TASK ITEM:
Where the records below reach the line containing "fn schedule(&mut self)", start transcribing, and end with the line containing "type Props = P;", exactly and with nothing else added.

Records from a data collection
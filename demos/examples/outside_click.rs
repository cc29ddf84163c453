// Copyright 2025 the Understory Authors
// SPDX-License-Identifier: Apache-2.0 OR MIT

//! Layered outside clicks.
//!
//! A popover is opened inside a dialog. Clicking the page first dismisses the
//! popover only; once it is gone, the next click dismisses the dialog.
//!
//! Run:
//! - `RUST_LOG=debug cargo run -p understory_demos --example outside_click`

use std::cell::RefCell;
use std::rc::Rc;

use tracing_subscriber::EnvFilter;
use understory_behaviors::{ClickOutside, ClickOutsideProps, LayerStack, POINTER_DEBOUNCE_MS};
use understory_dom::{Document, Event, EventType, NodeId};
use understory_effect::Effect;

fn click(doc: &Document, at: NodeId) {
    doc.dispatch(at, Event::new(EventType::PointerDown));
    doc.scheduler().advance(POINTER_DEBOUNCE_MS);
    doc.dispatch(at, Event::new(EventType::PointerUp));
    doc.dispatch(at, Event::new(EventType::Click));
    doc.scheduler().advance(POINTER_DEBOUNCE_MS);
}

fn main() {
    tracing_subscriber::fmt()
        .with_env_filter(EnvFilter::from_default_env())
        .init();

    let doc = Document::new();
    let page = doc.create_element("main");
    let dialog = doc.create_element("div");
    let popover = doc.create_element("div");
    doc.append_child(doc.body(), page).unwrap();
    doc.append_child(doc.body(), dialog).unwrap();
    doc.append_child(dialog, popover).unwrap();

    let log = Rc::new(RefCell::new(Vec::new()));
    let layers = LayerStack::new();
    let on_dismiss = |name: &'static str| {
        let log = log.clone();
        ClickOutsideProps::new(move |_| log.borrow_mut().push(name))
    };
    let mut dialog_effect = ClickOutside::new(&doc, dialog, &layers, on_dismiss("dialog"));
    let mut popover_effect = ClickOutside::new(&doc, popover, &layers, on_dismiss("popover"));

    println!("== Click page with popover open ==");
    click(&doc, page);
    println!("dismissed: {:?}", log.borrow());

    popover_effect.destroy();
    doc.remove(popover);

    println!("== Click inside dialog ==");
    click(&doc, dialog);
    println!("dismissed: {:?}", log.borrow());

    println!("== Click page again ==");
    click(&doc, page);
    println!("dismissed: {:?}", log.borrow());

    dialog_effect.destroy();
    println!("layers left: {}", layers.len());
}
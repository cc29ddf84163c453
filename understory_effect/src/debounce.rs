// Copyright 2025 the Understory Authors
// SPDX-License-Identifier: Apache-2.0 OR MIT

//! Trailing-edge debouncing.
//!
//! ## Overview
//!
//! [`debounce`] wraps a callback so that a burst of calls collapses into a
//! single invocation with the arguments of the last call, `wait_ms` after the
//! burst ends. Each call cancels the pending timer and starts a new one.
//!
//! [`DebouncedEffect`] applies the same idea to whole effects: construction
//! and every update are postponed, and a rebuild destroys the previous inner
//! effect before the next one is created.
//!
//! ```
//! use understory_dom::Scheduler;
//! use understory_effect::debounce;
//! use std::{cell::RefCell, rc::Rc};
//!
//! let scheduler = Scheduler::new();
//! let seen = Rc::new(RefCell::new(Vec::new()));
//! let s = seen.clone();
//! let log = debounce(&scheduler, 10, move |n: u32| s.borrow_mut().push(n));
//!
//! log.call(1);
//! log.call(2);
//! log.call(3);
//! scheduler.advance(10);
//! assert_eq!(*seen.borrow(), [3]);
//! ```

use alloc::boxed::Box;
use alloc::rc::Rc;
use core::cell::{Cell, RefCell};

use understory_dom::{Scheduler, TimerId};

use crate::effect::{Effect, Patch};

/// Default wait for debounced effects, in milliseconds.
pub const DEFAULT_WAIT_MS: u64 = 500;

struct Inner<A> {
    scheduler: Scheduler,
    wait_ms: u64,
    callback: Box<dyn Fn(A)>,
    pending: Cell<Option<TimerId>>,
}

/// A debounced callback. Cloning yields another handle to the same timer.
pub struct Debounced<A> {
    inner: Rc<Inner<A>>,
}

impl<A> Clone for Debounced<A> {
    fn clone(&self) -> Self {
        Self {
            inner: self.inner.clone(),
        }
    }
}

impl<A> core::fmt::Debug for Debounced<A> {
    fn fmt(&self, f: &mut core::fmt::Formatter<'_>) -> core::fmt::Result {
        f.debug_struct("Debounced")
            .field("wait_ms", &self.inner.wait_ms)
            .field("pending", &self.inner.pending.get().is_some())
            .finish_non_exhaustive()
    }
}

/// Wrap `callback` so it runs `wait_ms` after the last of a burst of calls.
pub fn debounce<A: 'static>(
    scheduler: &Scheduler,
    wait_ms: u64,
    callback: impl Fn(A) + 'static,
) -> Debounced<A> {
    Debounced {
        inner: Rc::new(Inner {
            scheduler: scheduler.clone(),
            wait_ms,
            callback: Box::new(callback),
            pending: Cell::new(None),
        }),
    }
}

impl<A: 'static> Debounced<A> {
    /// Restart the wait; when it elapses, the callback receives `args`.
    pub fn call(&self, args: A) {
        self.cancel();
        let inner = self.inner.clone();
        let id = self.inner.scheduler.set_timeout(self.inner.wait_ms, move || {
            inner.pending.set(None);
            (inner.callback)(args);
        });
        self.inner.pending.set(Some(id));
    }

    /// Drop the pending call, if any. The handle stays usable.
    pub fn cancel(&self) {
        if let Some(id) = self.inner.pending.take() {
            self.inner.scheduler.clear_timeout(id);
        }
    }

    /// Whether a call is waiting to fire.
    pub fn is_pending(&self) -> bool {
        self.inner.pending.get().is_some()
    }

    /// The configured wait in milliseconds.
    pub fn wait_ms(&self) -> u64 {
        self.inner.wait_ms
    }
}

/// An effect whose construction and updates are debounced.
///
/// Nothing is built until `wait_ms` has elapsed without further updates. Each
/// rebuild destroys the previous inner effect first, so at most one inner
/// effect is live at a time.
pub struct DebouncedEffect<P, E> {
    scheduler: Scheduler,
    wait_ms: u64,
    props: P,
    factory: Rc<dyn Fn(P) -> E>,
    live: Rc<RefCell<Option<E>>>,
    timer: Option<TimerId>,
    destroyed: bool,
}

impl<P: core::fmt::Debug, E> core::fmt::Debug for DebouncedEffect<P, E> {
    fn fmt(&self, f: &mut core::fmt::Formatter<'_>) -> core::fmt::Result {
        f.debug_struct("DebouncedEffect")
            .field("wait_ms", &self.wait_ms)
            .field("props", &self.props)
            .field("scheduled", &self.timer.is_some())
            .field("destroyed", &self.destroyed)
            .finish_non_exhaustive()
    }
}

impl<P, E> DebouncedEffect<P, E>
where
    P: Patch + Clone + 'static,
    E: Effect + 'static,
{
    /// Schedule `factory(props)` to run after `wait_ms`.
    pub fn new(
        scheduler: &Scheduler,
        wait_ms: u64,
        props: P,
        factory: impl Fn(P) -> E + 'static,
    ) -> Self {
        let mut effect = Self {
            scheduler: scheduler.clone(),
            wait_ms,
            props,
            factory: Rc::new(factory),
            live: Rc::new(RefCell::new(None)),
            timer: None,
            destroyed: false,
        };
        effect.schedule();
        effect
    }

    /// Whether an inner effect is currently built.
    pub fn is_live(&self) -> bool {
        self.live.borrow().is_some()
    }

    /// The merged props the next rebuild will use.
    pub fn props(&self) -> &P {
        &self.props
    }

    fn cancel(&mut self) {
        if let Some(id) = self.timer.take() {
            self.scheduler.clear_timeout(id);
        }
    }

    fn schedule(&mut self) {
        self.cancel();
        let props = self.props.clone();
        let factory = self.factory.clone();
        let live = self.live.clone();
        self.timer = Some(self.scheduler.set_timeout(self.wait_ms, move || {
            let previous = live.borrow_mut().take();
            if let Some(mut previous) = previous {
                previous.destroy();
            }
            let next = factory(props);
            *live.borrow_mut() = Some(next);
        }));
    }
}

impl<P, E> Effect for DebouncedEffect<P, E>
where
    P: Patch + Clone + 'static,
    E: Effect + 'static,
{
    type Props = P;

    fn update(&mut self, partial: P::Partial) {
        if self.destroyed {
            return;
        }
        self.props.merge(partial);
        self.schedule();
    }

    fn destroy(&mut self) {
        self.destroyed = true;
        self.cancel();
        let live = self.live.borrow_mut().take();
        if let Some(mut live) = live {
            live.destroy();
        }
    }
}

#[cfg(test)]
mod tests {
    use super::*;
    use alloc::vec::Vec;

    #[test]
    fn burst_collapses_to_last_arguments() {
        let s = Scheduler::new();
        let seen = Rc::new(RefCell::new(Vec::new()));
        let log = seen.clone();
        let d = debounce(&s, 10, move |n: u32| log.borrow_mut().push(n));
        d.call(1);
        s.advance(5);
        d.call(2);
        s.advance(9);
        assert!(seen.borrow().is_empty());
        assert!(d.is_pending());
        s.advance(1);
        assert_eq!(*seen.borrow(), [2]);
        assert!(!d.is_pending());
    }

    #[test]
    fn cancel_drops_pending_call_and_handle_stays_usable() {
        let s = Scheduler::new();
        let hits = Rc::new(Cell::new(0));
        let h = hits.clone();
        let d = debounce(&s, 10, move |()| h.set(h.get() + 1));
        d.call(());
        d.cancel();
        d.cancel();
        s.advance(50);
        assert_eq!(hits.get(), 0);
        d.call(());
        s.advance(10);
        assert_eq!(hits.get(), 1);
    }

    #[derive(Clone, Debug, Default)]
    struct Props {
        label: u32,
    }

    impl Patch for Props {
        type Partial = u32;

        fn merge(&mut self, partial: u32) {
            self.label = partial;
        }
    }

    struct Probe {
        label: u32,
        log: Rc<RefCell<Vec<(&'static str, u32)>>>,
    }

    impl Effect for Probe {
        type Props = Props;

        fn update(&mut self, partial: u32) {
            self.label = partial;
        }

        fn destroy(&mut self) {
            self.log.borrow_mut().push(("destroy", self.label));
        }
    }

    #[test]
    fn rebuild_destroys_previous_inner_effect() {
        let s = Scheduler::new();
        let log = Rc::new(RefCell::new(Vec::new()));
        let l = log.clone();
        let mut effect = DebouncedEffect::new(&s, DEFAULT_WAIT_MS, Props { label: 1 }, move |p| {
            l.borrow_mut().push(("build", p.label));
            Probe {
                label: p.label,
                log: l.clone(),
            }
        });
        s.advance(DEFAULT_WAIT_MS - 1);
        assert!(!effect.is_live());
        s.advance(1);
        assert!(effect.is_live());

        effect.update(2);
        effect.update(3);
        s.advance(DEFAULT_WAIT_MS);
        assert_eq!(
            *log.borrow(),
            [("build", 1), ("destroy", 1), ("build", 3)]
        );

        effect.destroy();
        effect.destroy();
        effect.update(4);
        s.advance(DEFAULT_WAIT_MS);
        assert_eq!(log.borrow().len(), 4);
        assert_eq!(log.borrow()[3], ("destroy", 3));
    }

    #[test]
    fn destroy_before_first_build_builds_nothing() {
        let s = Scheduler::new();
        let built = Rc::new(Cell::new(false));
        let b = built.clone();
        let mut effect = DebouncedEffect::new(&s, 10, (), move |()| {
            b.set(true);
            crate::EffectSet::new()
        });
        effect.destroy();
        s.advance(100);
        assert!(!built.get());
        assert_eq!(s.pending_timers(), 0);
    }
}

SOLUTION:
    fn schedule(&mut self) {
        self.cancel();
        let props = self.props.clone();
        let factory = self.factory.clone();
        let live = self.live.clone();
        self.timer = Some(self.scheduler.set_timeout(self.wait_ms, move || {
            let previous = live.borrow_mut().take();
            if let Some(mut previous) = previous {
                previous.destroy();
            }
            let next = factory(props);
            *live.borrow_mut() = Some(next);
        }));
    }
}

impl<P, E> Effect for DebouncedEffect<P, E>
where
    P: Patch + Clone + 'static,
    E: Effect + 'static,
{
    type Props = P;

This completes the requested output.